The incidence of cardiotoxicity in children after HCT is difficult to ascertain as the data is sparse and results often conflicting (Leiper 2002a). Late cardiac toxicity manifests similarly in children and adults with the signs and symptoms mentioned above. The incidence of symptomatic cardiac abnormalities appears to be <15 % in most studies (Leiper 2002a; Uderzo et al. 2007; Eames et al. 1997; Leung et al. 2000a; Nicolini et al. 2000). The reported incidence of abnormalities found in asymptomatic patients is far higher and approximates 40 % (Leiper 2002a; Eames et al. 1997; Pihkala et al. 1994), while the incidence of abnormalities on treadmill exercise testing may be as high as 75 % (Eames et al. 1997). Children who have received previous mediastinal irradiation and/or anthracyclines are at an increased risk of developing cardiotoxicities just as their adult cohorts (Leiper 2002a; Eames et al. 1997; Pihkala et al. 1994; Shankar et al. 2008; Armenian et al. 2008). The effects of cardiotoxic agents used during HCT preparation seem similar in adults and children. The role of TBI in inducing cardiotoxicity remains as obfuscated in children as in adults with conflicting reports (Leiper 2002a; Eames et al. 1997; Nicolini et al. 2000; Pihkala et al. 1994).
5.1 Summary
Late cardiac toxicity does occur in both children and adults after HCT and is likely underreported because some abnormalities may only be discovered by cardiac stress testing. Exposure to cardiotoxic drugs either prior to HCT or during HCT is an important factor related to late cardiac effects as is prior mediastinal irradiation. TBI may be responsible for some added cardiotoxicity but is unlikely a major cause.
6 Gastrointestinal
Toxicity of the gastrointestinal organ system is common after HCT affecting primarily the liver although acute intestinal injury is a very early consequence of the preparative regimens. Liver injury is particularly common after HCT and has several etiologies including hepatic veno-occlusive disease (VOD) or more recently named sinusoidal obstruction syndrome (SOS), GVHD, viral and fungal infections, tumor invasion, and cholestatic disorders (Barker et al. 2005; Cheuk et al. 2007; Junghanss et al. 2002; Strasser et al. 1999). Although largely an early complication of transplantation, liver damage is a significant toxicity and so will be discussed. VOD/SOS does not appear to be related to cirrhosis in long-term survivors of HCT (Strasser et al. 1999).

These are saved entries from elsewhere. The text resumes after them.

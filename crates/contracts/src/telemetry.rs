//! TelemetryRecord - Frame parser / simulator output
//!
//! Validated sample from the soil monitoring device.

use std::fmt;

use chrono::{DateTime, Utc};
use serde::{Deserialize, Serialize};

/// Raw line read from the device channel
///
/// Lives only until the parser has looked at it.
#[derive(Debug, Clone, PartialEq, Eq)]
pub struct RawLine {
    /// Line text without the trailing newline
    pub text: String,

    /// Host clock at arrival
    pub received_at: DateTime<Utc>,
}

impl RawLine {
    /// Create a line stamped with the current host time
    pub fn new(text: impl Into<String>) -> Self {
        Self::at(text, Utc::now())
    }

    /// Create a line with an explicit arrival time
    pub fn at(text: impl Into<String>, received_at: DateTime<Utc>) -> Self {
        Self {
            text: text.into(),
            received_at,
        }
    }
}

/// Unit of work carried by the ingestion queue
///
/// Live and replay links produce raw lines, the simulator skips the
/// parser and produces records directly.
#[derive(Debug, Clone)]
pub enum LinkItem {
    /// Unparsed line from a byte stream
    Raw(RawLine),

    /// Already-typed record
    Record(TelemetryRecord),
}

impl LinkItem {
    /// Host arrival time of the item
    pub fn received_at(&self) -> DateTime<Utc> {
        match self {
            Self::Raw(line) => line.received_at,
            Self::Record(record) => record.received_at,
        }
    }
}

/// Validated telemetry sample
///
/// Never built from partially parsed data. Optional wire fields that were
/// absent are filled with neutral defaults and listed in `inferred_fields`.
#[derive(Debug, Clone, PartialEq, Serialize, Deserialize)]
pub struct TelemetryRecord {
    /// Soil sensor block
    pub sensors: SensorReadings,

    /// Irrigation controller block
    pub irrigation: IrrigationStatus,

    /// Device health block
    pub system: SystemStatus,

    /// Host clock at arrival, authoritative for ordering
    pub received_at: DateTime<Utc>,

    /// Wire paths (e.g. `system.freeHeap`) that were defaulted
    #[serde(default, skip_serializing_if = "Vec::is_empty")]
    pub inferred_fields: Vec<String>,
}

impl TelemetryRecord {
    /// Whether the given wire path was filled with a default
    pub fn is_inferred(&self, field: &str) -> bool {
        self.inferred_fields.iter().any(|f| f == field)
    }
}

/// Soil sensor readings
#[derive(Debug, Clone, Copy, PartialEq, Serialize, Deserialize)]
pub struct SensorReadings {
    /// Soil temperature (°C)
    pub temperature: f64,

    /// Soil moisture (%, 0-100)
    pub humidity: f64,

    /// Soil pH (0-14)
    pub ph: f64,

    /// Phosphorus detected
    pub phosphorus_present: bool,

    /// Potassium detected
    pub potassium_present: bool,

    /// Device clock (epoch millis), may be skewed or missing
    pub device_timestamp: Option<i64>,
}

/// Irrigation controller state
#[derive(Debug, Clone, Copy, Default, PartialEq, Eq, Serialize, Deserialize)]
pub struct IrrigationStatus {
    /// Pump/valve currently on
    pub active: bool,

    /// Seconds the current activation has been running (device clock)
    pub uptime_seconds: u64,

    /// Activations since the device's daily reset
    pub daily_activation_count: u64,
}

/// Device health
#[derive(Debug, Clone, PartialEq, Eq, Serialize, Deserialize)]
pub struct SystemStatus {
    pub free_heap_bytes: u64,
    pub uptime_seconds: u64,
    pub link_status: LinkStatus,
}

impl Default for SystemStatus {
    fn default() -> Self {
        Self {
            free_heap_bytes: 0,
            uptime_seconds: 0,
            link_status: LinkStatus::Unknown,
        }
    }
}

/// Network status reported by the device (`system.wifi` on the wire)
#[derive(Debug, Clone, PartialEq, Eq, Serialize, Deserialize)]
#[serde(from = "String", into = "String")]
pub enum LinkStatus {
    Connected,
    Disconnected,
    /// Field absent on the wire
    Unknown,
    /// Any other device-specific status text
    Other(String),
}

impl LinkStatus {
    /// Wire representation
    pub fn as_str(&self) -> &str {
        match self {
            Self::Connected => "Connected",
            Self::Disconnected => "Disconnected",
            Self::Unknown => "Unknown",
            Self::Other(s) => s,
        }
    }
}

impl From<String> for LinkStatus {
    fn from(value: String) -> Self {
        match value.as_str() {
            "Connected" => Self::Connected,
            "Disconnected" => Self::Disconnected,
            "Unknown" => Self::Unknown,
            _ => Self::Other(value),
        }
    }
}

impl From<&str> for LinkStatus {
    fn from(value: &str) -> Self {
        Self::from(value.to_string())
    }
}

impl From<LinkStatus> for String {
    fn from(value: LinkStatus) -> Self {
        value.as_str().to_string()
    }
}

impl fmt::Display for LinkStatus {
    fn fmt(&self, f: &mut fmt::Formatter<'_>) -> fmt::Result {
        f.write_str(self.as_str())
    }
}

One of the most serious complications of HD chemotherapy and HCT is VOD/SOS of the liver. As a transplant-related conditioning regimen toxicity, VOD/SOS is one of the most common causes of early morbidity and mortality after transplantation in both adults and children (Leiper 2002a; Barker et al. 2005; Cheuk et al. 2007; Cesaro et al. 2005; Kumar et al. 2003; Litzow et al. 2002; Wadleigh et al. 2003; Bresters et al. 2007; Carreras 2000; Palladino et al. 2008). The onset of VOD/SOS most commonly occurs within the first 20–35 days after transplantation although some cases are seen later and are associated with preparative regimens containing multiple akylating agents (Wadleigh et al. 2003; Carreras 2000). The clinical manifestations of VOD/SOS include: weight gain not attributable to fluid overload but due to renal sodium retention; development of edema (60 %) and ascites (25 %); hepatomegaly; and liver tenderness (Litzow et al. 2002; Wadleigh et al. 2003; Carreras 2000; Coppell et al. 2003; Ganem et al. 1988; Ho et al. 2007). Hyperbilirubinemia occurs in most patients and elevation of other liver function tests (transaminases, alkaline phosphatase) may occur (Carreras 2000; Coppell et al. 2003). The incidence of VOD/SOS ranges from 10 to 60 % in reported series with most suggesting an approximately 20 % rate (Kumar et al. 2003; Carreras 2000; Palladino et al. 2008; Coppell et al. 2003; Ganem et al. 1988; Ho et al. 2007). The classification of VOD/SOS into three groupings mild, moderate, and severe, is based on the ultimate outcome of the clinical syndrome rather than any clinical or laboratory findings at the time of diagnosis. In both the mild and moderate disease, most patients fully recover with or without treatment (Coppell et al. 2003). The mortality rate for severe VOD/SOS is extraordinarily high and approaches 100 % in some series (Ho et al. 2007), but appears to be 20–50 % in most studies (Kumar et al. 2003; Litzow et al. 2002; Wadleigh et al. 2003; Carreras 2000; Coppell et al. 2003; Ganem et al. 1988; Lazarus and McCrae 2008).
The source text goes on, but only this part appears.